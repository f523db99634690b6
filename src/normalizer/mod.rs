//! Event normalization: raw integration payloads to canonical records.
//!
//! [`EventNormalizer`] keeps a registry from [`IntegrationType`] to a
//! [`SourceStrategy`]. Normalizing a raw event picks the registered
//! strategy (or the generic one), fills identity and location gaps from
//! the generic mapping, merges domain fields into `event_data`, attaches a
//! message template, and scores the result.

pub mod capture;
pub mod commerce;
pub mod fields;
pub mod generic;
pub mod payment;
pub mod quality;
pub mod review;
pub mod strategy;

use std::collections::HashMap;
use std::sync::Arc;

use chrono::{DateTime, Utc};
use serde_json::Value;

pub use quality::calculate_quality_score;
pub use strategy::{Identity, SourceStrategy};

use crate::domain::{
    EventId, EventSource, IntegrationType, ModerationStatus, NormalizedEvent, RawEvent,
    TemplateCatalog,
};

/// Registry-driven normalizer.
#[derive(Debug, Clone)]
pub struct EventNormalizer {
    strategies: HashMap<IntegrationType, Arc<dyn SourceStrategy>>,
    generic: Arc<dyn SourceStrategy>,
}

impl EventNormalizer {
    /// Creates a normalizer with no registered strategies; every source
    /// uses the generic mapping.
    #[must_use]
    pub fn empty() -> Self {
        Self {
            strategies: HashMap::new(),
            generic: Arc::new(generic::GenericStrategy),
        }
    }

    /// Creates a normalizer with a strategy for every built-in source.
    #[must_use]
    pub fn new() -> Self {
        Self::empty()
            .with(IntegrationType::Shopify, commerce::CommerceStrategy)
            .with(IntegrationType::WooCommerce, commerce::CommerceStrategy)
            .with(IntegrationType::Stripe, payment::PaymentStrategy)
            .with(
                IntegrationType::GoogleReviews,
                review::ReviewStrategy::new(IntegrationType::GoogleReviews),
            )
            .with(
                IntegrationType::Trustpilot,
                review::ReviewStrategy::new(IntegrationType::Trustpilot),
            )
            .with(IntegrationType::Sdk, capture::SdkStrategy)
            .with(IntegrationType::Form, capture::FormStrategy)
            .with(IntegrationType::Api, generic::ApiStrategy)
            .with(IntegrationType::Manual, generic::ApiStrategy)
    }

    /// Registers (or replaces) the strategy for `source`.
    #[must_use]
    pub fn with(mut self, source: IntegrationType, strategy: impl SourceStrategy + 'static) -> Self {
        self.register(source, Arc::new(strategy));
        self
    }

    /// Registers (or replaces) the strategy for `source` in place.
    pub fn register(&mut self, source: IntegrationType, strategy: Arc<dyn SourceStrategy>) {
        self.strategies.insert(source, strategy);
    }

    /// Returns the strategy used for `source`.
    #[must_use]
    pub fn strategy_for(&self, source: IntegrationType) -> &dyn SourceStrategy {
        self.strategies
            .get(&source)
            .unwrap_or(&self.generic)
            .as_ref()
    }

    /// Normalizes `raw` using the current time.
    #[must_use]
    pub fn normalize(&self, raw: &RawEvent, templates: &TemplateCatalog) -> NormalizedEvent {
        self.normalize_at(raw, templates, Utc::now())
    }

    /// Normalizes `raw` as of `now`.
    ///
    /// Total: missing fields are left empty, never reported as errors.
    #[must_use]
    pub fn normalize_at(
        &self,
        raw: &RawEvent,
        templates: &TemplateCatalog,
        now: DateTime<Utc>,
    ) -> NormalizedEvent {
        let strategy = self.strategy_for(raw.source);
        let payload = &raw.payload;

        let identity = strategy.extract_identity(payload);
        let fallback = self.generic.extract_identity(payload);
        let user_name = identity.name.or(fallback.name);
        let user_email = identity.email.or(fallback.email);
        let user_location = strategy
            .extract_location(payload)
            .or_else(|| self.generic.extract_location(payload));

        let mut event_data = payload.clone();
        event_data.extend(strategy.extract_domain_fields(payload));

        let event_type = strategy.default_event_type(&raw.event_type);
        let message_template = templates.resolve(event_type, raw.source);

        let mut event = NormalizedEvent {
            id: EventId::new(),
            widget_id: raw.widget_id,
            event_type,
            event_data,
            user_name,
            user_email,
            user_location,
            message_template,
            integration_type: raw.source,
            moderation_status: if raw.source.is_trusted() {
                ModerationStatus::Approved
            } else {
                ModerationStatus::Pending
            },
            quality_score: 0,
            source: provenance(raw),
            created_at: now,
            expires_at: fields::text(payload, "expires_at")
                .and_then(|s| DateTime::parse_from_rfc3339(&s).ok())
                .map(|at| at.with_timezone(&Utc)),
        };
        event.quality_score = calculate_quality_score(&event);

        tracing::debug!(
            widget_id = %event.widget_id,
            source = %raw.source,
            event_type = %event.event_type,
            quality_score = event.quality_score,
            "event normalized"
        );
        event
    }
}

impl Default for EventNormalizer {
    fn default() -> Self {
        Self::new()
    }
}

fn provenance(raw: &RawEvent) -> EventSource {
    if raw.source == IntegrationType::Manual {
        return EventSource::QuickWin;
    }
    let demo_flag = matches!(raw.payload.get("demo"), Some(Value::Bool(true)));
    let tagged = fields::text(&raw.payload, "source").map(|s| EventSource::parse(&s));
    if demo_flag || tagged == Some(EventSource::QuickWin) {
        EventSource::QuickWin
    } else {
        EventSource::Natural
    }
}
•••••
§ **YOUR INSTRUCTIONS**:
Could you give the records again, exactly as they appear?

§ **SOLUTION**:
repository f523db99634690b6
filename src/normalizer/mod.rs
//! Event normalization: raw integration payloads to canonical records.
//!
//! [`EventNormalizer`] keeps a registry from [`IntegrationType`] to a
//! [`SourceStrategy`]. Normalizing a raw event picks the registered
//! strategy (or the generic one), fills identity and location gaps from
//! the generic mapping, merges domain fields into `event_data`, attaches a
//! message template, and scores the result.

pub mod capture;
pub mod commerce;
pub mod fields;
pub mod generic;
pub mod payment;
pub mod quality;
pub mod review;
pub mod strategy;

use std::collections::HashMap;
use std::sync::Arc;

use chrono::{DateTime, Utc};
use serde_json::Value;

pub use quality::calculate_quality_score;
pub use strategy::{Identity, SourceStrategy};

use crate::domain::{
    EventId, EventSource, IntegrationType, ModerationStatus, NormalizedEvent, RawEvent,
    TemplateCatalog,
};

/// Registry-driven normalizer.
#[derive(Debug, Clone)]
pub struct EventNormalizer {
    strategies: HashMap<IntegrationType, Arc<dyn SourceStrategy>>,
    generic: Arc<dyn SourceStrategy>,
}

impl EventNormalizer {
    /// Creates a normalizer with no registered strategies; every source
    /// uses the generic mapping.
    #[must_use]
    pub fn empty() -> Self {
        Self {
            strategies: HashMap::new(),
            generic: Arc::new(generic::GenericStrategy),
        }
    }

    /// Creates a normalizer with a strategy for every built-in source.
    #[must_use]
    pub fn new() -> Self {
        Self::empty()
            .with(IntegrationType::Shopify, commerce::CommerceStrategy)
            .with(IntegrationType::WooCommerce, commerce::CommerceStrategy)
            .with(IntegrationType::Stripe, payment::PaymentStrategy)
            .with(
                IntegrationType::GoogleReviews,
                review::ReviewStrategy::new(IntegrationType::GoogleReviews),
            )
            .with(
                IntegrationType::Trustpilot,
                review::ReviewStrategy::new(IntegrationType::Trustpilot),
            )
            .with(IntegrationType::Sdk, capture::SdkStrategy)
            .with(IntegrationType::Form, capture::FormStrategy)
            .with(IntegrationType::Api, generic::ApiStrategy)
            .with(IntegrationType::Manual, generic::ApiStrategy)
    }

    /// Registers (or replaces) the strategy for `source`.
    #[must_use]
    pub fn with(mut self, source: IntegrationType, strategy: impl SourceStrategy + 'static) -> Self {
        self.register(source, Arc::new(strategy));
        self
    }

    /// Registers (or replaces) the strategy for `source` in place.
    pub fn register(&mut self, source: IntegrationType, strategy: Arc<dyn SourceStrategy>) {
        self.strategies.insert(source, strategy);
    }

    /// Returns the strategy used for `source`.
    #[must_use]
    pub fn strategy_for(&self, source: IntegrationType) -> &dyn SourceStrategy {
        self.strategies
            .get(&source)
            .unwrap_or(&self.generic)
            .as_ref()
    }

    /// Normalizes `raw` using the current time.
    #[must_use]
    pub fn normalize(&self, raw: &RawEvent, templates: &TemplateCatalog) -> NormalizedEvent {
        self.normalize_at(raw, templates, Utc::now())
    }

    /// Normalizes `raw` as of `now`.
    ///
    /// Total: missing fields are left empty, never reported as errors.
    #[must_use]
    pub fn normalize_at(
        &self,
        raw: &RawEvent,
        templates: &TemplateCatalog,
        now: DateTime<Utc>,
    ) -> NormalizedEvent {
        let strategy = self.strategy_for(raw.source);
        let payload = &raw.payload;

        let identity = strategy.extract_identity(payload);
        let fallback = self.generic.extract_identity(payload);
        let user_name = identity.name.or(fallback.name);
        let user_email = identity.email.or(fallback.email);
        let user_location = strategy
            .extract_location(payload)
            .or_else(|| self.generic.extract_location(payload));

        let mut event_data = payload.clone();
        event_data.extend(strategy.extract_domain_fields(payload));

        let event_type = strategy.default_event_type(&raw.event_type);
        let message_template = templates.resolve(event_type, raw.source);

        let mut event = NormalizedEvent {
            id: EventId::new(),
            widget_id: raw.widget_id,
            event_type,
            event_data,
            user_name,
            user_email,
            user_location,
            message_template,
            integration_type: raw.source,
            moderation_status: if raw.source.is_trusted() {
                ModerationStatus::Approved
            } else {
                ModerationStatus::Pending
            },
            quality_score: 0,
            source: provenance(raw),
            created_at: now,
            expires_at: fields::text(payload, "expires_at")
                .and_then(|s| DateTime::parse_from_rfc3339(&s).ok())
                .map(|at| at.with_timezone(&Utc)),
        };
        event.quality_score = calculate_quality_score(&event);

        tracing::debug!(
            widget_id = %event.widget_id,
            source = %raw.source,
            event_type = %event.event_type,
            quality_score = event.quality_score,
            "event normalized"
        );
        event
    }
}

impl Default for EventNormalizer {
    fn default() -> Self {
        Self::new()
    }
}

fn provenance(raw: &RawEvent) -> EventSource {
    if raw.source == IntegrationType::Manual {
        return EventSource::QuickWin;
    }
    let demo_flag = matches!(raw.payload.get("demo"), Some(Value::Bool(true)));
    let tagged = fields::text(&raw.payload, "source").map(|s| EventSource::parse(&s));
    if demo_flag || tagged == Some(EventSource::QuickWin) {
        EventSource::QuickWin
    } else {
        EventSource::Natural
    }
}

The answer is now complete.